• _INSTRUCTIONS FOR THE TASK_
Which lines in the records below contain the word "impl"? Copy each of them.
START MATERIAL FOR THIS EXERCISE
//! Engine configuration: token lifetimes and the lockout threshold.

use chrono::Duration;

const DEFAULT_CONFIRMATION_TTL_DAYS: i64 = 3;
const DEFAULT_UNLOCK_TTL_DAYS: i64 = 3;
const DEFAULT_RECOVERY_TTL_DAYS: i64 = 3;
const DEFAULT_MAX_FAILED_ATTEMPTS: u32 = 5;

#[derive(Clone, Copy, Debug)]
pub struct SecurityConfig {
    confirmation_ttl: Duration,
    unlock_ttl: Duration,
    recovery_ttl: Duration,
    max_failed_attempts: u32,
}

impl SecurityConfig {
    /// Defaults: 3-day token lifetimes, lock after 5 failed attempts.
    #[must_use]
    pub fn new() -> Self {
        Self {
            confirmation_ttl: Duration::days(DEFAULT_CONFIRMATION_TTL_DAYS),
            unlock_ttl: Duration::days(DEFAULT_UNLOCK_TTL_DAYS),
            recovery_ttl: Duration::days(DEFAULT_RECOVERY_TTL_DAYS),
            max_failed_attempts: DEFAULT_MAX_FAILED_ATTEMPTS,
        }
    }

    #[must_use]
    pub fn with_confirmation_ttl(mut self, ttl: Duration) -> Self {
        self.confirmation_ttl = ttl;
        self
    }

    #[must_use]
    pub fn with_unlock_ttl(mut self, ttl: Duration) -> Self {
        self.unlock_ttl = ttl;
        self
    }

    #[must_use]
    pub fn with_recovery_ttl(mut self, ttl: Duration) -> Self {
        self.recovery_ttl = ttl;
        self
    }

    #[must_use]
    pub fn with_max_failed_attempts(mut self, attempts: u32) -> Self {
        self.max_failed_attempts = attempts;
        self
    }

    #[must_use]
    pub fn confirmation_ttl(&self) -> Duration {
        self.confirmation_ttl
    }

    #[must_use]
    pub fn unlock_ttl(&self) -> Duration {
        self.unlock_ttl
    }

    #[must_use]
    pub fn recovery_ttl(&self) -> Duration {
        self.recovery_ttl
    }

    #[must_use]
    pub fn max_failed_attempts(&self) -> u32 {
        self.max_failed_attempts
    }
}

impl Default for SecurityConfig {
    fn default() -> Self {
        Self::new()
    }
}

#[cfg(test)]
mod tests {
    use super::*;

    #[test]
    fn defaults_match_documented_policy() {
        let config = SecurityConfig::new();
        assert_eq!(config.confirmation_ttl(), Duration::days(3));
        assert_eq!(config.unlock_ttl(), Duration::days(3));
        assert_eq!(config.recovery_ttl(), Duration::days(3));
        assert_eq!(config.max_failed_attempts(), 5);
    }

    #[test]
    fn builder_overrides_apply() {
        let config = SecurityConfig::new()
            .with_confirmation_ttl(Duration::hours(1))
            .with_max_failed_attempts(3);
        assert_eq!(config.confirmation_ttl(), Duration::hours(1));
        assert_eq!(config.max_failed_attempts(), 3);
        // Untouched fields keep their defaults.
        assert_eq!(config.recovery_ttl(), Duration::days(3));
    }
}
END MATERIAL FOR THIS EXERCISE
• _ANSWER AREA_
impl SecurityConfig {
impl Default for SecurityConfig {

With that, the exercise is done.